- **REQUIRED WORK**
Report the count of lines holding "units" in the records, with no other words.

*** RECORDS SUPPLIED ***

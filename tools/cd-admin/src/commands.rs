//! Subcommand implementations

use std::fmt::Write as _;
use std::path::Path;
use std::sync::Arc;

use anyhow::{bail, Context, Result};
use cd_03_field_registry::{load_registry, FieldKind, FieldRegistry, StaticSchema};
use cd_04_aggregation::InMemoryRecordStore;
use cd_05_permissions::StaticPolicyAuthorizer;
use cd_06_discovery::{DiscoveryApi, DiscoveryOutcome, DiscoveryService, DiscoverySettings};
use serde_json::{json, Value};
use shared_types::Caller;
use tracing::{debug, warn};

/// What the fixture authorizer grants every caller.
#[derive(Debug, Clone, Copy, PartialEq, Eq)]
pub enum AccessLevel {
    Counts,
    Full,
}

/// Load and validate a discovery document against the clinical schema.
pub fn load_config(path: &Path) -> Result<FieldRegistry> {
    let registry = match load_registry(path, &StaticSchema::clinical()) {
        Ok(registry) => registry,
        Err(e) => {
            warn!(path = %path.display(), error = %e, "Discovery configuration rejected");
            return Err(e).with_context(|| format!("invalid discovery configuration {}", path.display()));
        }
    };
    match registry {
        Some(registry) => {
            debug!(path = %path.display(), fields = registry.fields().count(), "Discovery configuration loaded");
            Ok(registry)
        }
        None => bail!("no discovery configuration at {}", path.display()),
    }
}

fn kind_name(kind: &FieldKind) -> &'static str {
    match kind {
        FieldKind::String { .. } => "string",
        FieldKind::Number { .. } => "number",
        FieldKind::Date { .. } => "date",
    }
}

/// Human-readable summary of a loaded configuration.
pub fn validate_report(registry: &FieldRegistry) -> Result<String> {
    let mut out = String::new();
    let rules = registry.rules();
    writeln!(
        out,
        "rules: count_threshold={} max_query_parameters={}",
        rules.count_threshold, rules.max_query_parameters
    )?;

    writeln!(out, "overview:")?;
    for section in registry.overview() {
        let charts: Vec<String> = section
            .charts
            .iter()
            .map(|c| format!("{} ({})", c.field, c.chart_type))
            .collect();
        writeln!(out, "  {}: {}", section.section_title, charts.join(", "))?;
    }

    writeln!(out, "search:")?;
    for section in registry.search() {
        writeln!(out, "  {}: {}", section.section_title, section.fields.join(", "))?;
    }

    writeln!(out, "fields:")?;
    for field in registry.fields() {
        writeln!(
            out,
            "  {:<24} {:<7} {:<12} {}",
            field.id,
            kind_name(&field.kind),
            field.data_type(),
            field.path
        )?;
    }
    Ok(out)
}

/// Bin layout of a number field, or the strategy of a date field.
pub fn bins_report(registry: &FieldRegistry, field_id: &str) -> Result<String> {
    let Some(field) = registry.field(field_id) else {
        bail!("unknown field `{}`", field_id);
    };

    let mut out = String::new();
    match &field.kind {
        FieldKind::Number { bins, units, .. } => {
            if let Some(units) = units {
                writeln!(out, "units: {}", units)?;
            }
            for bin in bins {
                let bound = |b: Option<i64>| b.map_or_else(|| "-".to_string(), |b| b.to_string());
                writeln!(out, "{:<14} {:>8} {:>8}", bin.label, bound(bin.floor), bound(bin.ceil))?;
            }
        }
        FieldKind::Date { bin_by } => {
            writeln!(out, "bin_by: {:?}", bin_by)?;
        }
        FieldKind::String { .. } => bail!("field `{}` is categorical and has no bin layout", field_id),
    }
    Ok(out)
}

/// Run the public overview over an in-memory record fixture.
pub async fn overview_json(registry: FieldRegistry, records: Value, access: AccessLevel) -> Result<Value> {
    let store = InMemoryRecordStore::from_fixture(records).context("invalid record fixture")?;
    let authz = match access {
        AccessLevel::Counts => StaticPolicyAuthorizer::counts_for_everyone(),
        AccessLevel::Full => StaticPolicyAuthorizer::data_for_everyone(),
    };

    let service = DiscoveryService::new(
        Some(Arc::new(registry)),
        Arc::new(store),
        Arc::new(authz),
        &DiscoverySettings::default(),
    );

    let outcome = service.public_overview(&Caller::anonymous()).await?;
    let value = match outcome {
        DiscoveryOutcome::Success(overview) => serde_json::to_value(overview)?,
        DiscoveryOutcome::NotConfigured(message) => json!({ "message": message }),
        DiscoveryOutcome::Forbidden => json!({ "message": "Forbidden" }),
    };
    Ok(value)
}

*** End of RECORDS SUPPLIED ***

- **ANSWER TO THIS PROBLEM**
3